Irvin Smith (born March 12, 1967) is a former gridiron football defensive back. Smith played college football at Maryland.

Smith attended Poolesville High School in Poolesville, Maryland, where he led the team to the state championship game in 1983 as the starting tailback. He then went on to college at the University of Maryland, where he played defensive back from 1985 to 1988, earning a degree in criminal justice.

Smith attended training camp with the New York Jets of the National Football League in 1989 and 1990. In 1991, he played for the London Monarchs of the World League of American Football, and was signed by the Hamilton Tiger-Cats of the Canadian Football League but released before the season.

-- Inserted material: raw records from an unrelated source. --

pub mod book;
pub mod loan;
pub mod member;
pub mod notifications;
pub mod book_repository;
pub mod clock;
pub mod errors;
pub mod loan_repository;
pub mod member_repository;
pub mod notifier;

pub use book_repository::BookRepository;
pub use clock::Clock;
pub use errors::{NotificationError, RepositoryError};
pub use loan_repository::LoanRepository;
pub use member_repository::MemberRepository;
pub use notifier::Notifier;
pub mod book;
pub mod commands;
pub mod errors;
pub mod events;
pub mod fine;
pub mod loan;
pub mod member;
pub mod value_objects;

pub use book::Book;
pub use errors::*;
pub use events::*;
pub use fine::{DailyRateFinePolicy, FinePolicy};
pub use loan::Loan;
pub use member::Member;
pub use value_objects::*;
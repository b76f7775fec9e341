use crate::domain::Member;
use crate::ports::notifier::{Notifier, Result};

/// SMS通知（送信はシミュレーション）
#[derive(Debug, Clone, Copy, Default)]
pub struct SmsNotifier;

impl SmsNotifier {
    pub fn new() -> Self {
        Self
    }
}

impl Notifier for SmsNotifier {
    fn notify(&self, member: &Member, _subject: &str, message: &str) -> Result<()> {
        tracing::info!(
            channel = "sms",
            member_id = %member.member_id,
            "SMS sent to {}: {}",
            member.name,
            message
        );
        Ok(())
    }
}
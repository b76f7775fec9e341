use crate::ports::clock::Clock;
use chrono::{DateTime, Duration, Utc};
use std::sync::{Mutex, MutexGuard, PoisonError};

/// 壁時計
#[derive(Debug, Clone, Copy, Default)]
pub struct SystemClock;

impl Clock for SystemClock {
    fn now(&self) -> DateTime<Utc> {
        Utc::now()
    }
}

/// 手動で進める時計
///
/// テストとデモで時刻を固定・前進させるために使う。
#[derive(Debug)]
pub struct ManualClock {
    now: Mutex<DateTime<Utc>>,
}

impl ManualClock {
    pub fn new(start: DateTime<Utc>) -> Self {
        Self {
            now: Mutex::new(start),
        }
    }

    // 汚染されたロックでも最後に設定された時刻を使う
    fn guard(&self) -> MutexGuard<'_, DateTime<Utc>> {
        self.now.lock().unwrap_or_else(PoisonError::into_inner)
    }

    /// 時刻を指定した時間だけ進め、進めた後の時刻を返す
    ///
    /// 表現可能な範囲を超える場合は時刻を変えずにNoneを返す。
    pub fn advance(&self, by: Duration) -> Option<DateTime<Utc>> {
        let mut now = self.guard();
        let advanced = now.checked_add_signed(by)?;
        *now = advanced;
        Some(advanced)
    }

    /// 時刻を指定した値に設定する
    pub fn set(&self, to: DateTime<Utc>) {
        *self.guard() = to;
    }
}

impl Clock for ManualClock {
    fn now(&self) -> DateTime<Utc> {
        *self.guard()
    }
}

#[cfg(test)]
mod tests {
    use super::*;
    use chrono::TimeZone;

    #[test]
    fn test_manual_clock_advances() {
        let start = Utc.with_ymd_and_hms(2024, 3, 1, 10, 0, 0).unwrap();
        let clock = ManualClock::new(start);
        assert_eq!(clock.now(), start);

        clock.advance(Duration::days(10));
        assert_eq!(clock.now(), start + Duration::days(10));

        clock.set(start);
        assert_eq!(clock.now(), start);
    }

    #[test]
    fn test_manual_clock_refuses_to_advance_out_of_range() {
        let start = Utc.with_ymd_and_hms(2024, 3, 1, 10, 0, 0).unwrap();
        let clock = ManualClock::new(start);

        let far = Duration::try_days(200_000_000).unwrap();
        assert_eq!(clock.advance(far), None);
        assert_eq!(clock.now(), start);
    }

    #[test]
    fn test_manual_clock_recovers_from_poisoned_lock() {
        let start = Utc.with_ymd_and_hms(2024, 3, 1, 10, 0, 0).unwrap();
        let clock = std::sync::Arc::new(ManualClock::new(start));

        let poisoner = clock.clone();
        let _ = std::thread::spawn(move || {
            let _guard = poisoner.now.lock().unwrap();
            panic!("poison the clock");
        })
        .join();
        assert!(clock.now.is_poisoned());

        // 汚染後も進める・設定するが効く
        assert_eq!(clock.advance(Duration::days(1)), Some(start + Duration::days(1)));
        assert_eq!(clock.now(), start + Duration::days(1));
        clock.set(start);
        assert_eq!(clock.now(), start);
    }
}
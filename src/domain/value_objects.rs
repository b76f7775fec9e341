use serde::{Deserialize, Serialize};
use std::fmt;
use uuid::Uuid;

/// 貸出ID - 貸出集約の識別子
#[derive(Debug, Clone, Copy, PartialEq, Eq, Hash, Serialize, Deserialize)]
pub struct LoanId(Uuid);

impl LoanId {
    pub fn new() -> Self {
        Self(Uuid::new_v4())
    }

    pub fn from_uuid(uuid: Uuid) -> Self {
        Self(uuid)
    }

    pub fn value(&self) -> Uuid {
        self.0
    }
}

impl Default for LoanId {
    fn default() -> Self {
        Self::new()
    }
}

impl fmt::Display for LoanId {
    fn fmt(&self, f: &mut fmt::Formatter<'_>) -> fmt::Result {
        write!(f, "{}", self.0)
    }
}

/// ISBN - 書籍の識別キー
///
/// 形式の検証は行わない。完全一致でのみ比較する。
#[derive(Debug, Clone, PartialEq, Eq, Hash, Serialize, Deserialize)]
pub struct Isbn(String);

impl Isbn {
    pub fn new(value: impl Into<String>) -> Self {
        Self(value.into())
    }

    pub fn as_str(&self) -> &str {
        &self.0
    }
}

impl From<&str> for Isbn {
    fn from(value: &str) -> Self {
        Self::new(value)
    }
}

impl fmt::Display for Isbn {
    fn fmt(&self, f: &mut fmt::Formatter<'_>) -> fmt::Result {
        f.write_str(&self.0)
    }
}

/// 会員ID - 数値の識別キー
#[derive(Debug, Clone, Copy, PartialEq, Eq, Hash, Serialize, Deserialize)]
pub struct MemberId(u32);

impl MemberId {
    pub fn new(value: u32) -> Self {
        Self(value)
    }

    pub fn value(&self) -> u32 {
        self.0
    }
}

impl From<u32> for MemberId {
    fn from(value: u32) -> Self {
        Self(value)
    }
}

impl fmt::Display for MemberId {
    fn fmt(&self, f: &mut fmt::Formatter<'_>) -> fmt::Result {
        write!(f, "{}", self.0)
    }
}

/// 延滞金
///
/// 不変条件：金額は常に0以上（負の値は0に丸める）。
#[derive(Debug, Clone, Copy, PartialEq, PartialOrd, Default, Serialize, Deserialize)]
pub struct Fine(f64);

impl Fine {
    pub const ZERO: Fine = Fine(0.0);

    /// 金額から作成する。負の値やNaNは0として扱う。
    pub fn new(amount: f64) -> Self {
        if amount > 0.0 { Self(amount) } else { Self::ZERO }
    }

    pub fn amount(&self) -> f64 {
        self.0
    }

    pub fn is_zero(&self) -> bool {
        self.0 == 0.0
    }
}

impl fmt::Display for Fine {
    fn fmt(&self, f: &mut fmt::Formatter<'_>) -> fmt::Result {
        write!(f, "{:.2}", self.0)
    }
}
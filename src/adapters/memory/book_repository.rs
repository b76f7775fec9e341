use crate::domain::{Book, Isbn};
use crate::ports::book_repository::{BookRepository as BookRepositoryTrait, Result};
use crate::ports::errors::RepositoryError;
use std::sync::{Mutex, MutexGuard};

/// BookRepositoryのインメモリ実装
///
/// 追加順を保持するVecで管理する。
pub struct BookRepository {
    books: Mutex<Vec<Book>>,
}

impl BookRepository {
    pub fn new() -> Self {
        Self {
            books: Mutex::new(Vec::new()),
        }
    }

    fn books(&self) -> Result<MutexGuard<'_, Vec<Book>>> {
        self.books
            .lock()
            .map_err(|_| RepositoryError::LockPoisoned("book"))
    }
}

impl Default for BookRepository {
    fn default() -> Self {
        Self::new()
    }
}

impl BookRepositoryTrait for BookRepository {
    fn add(&self, book: Book) -> Result<()> {
        self.books()?.push(book);
        Ok(())
    }

    fn find_by_isbn(&self, isbn: &Isbn) -> Result<Option<Book>> {
        Ok(self.books()?.iter().find(|b| &b.isbn == isbn).cloned())
    }

    fn find_all(&self) -> Result<Vec<Book>> {
        Ok(self.books()?.clone())
    }

    fn update(&self, book: Book) -> Result<()> {
        let mut books = self.books()?;
        let slot = books
            .iter_mut()
            .find(|b| b.isbn == book.isbn)
            .ok_or_else(|| RepositoryError::not_found("book", &book.isbn))?;
        *slot = book;
        Ok(())
    }
}
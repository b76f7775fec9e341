pub mod clock;
pub mod memory;
pub mod mock;
pub mod notifier;

pub use clock::{ManualClock, SystemClock};
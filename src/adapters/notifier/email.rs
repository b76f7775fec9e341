use crate::domain::Member;
use crate::ports::notifier::{Notifier, Result};

/// メール通知（送信はシミュレーション）
///
/// 実際の配信は行わず、送信内容をtracingイベントとして記録する。
#[derive(Debug, Clone, Copy, Default)]
pub struct EmailNotifier;

impl EmailNotifier {
    pub fn new() -> Self {
        Self
    }
}

impl Notifier for EmailNotifier {
    fn notify(&self, member: &Member, subject: &str, _message: &str) -> Result<()> {
        tracing::info!(
            channel = "email",
            member_id = %member.member_id,
            "E-mail sent to {}. Subject: {}",
            member.name,
            subject
        );
        Ok(())
    }
}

He played for London again the following season, and made the Saskatchewan Roughriders practice roster, but did not see game action. In 1993, he tried out for the Washington Redskins and the Minnesota Vikings. In 1994, he returned to the CFL with the Baltimore Stallions. He was a two-time all-star and won the Grey Cup in 1995. He continued with the team after it relocated to Canada for six more years with the Montreal Alouettes, being named an all-star in 1996 and 2000.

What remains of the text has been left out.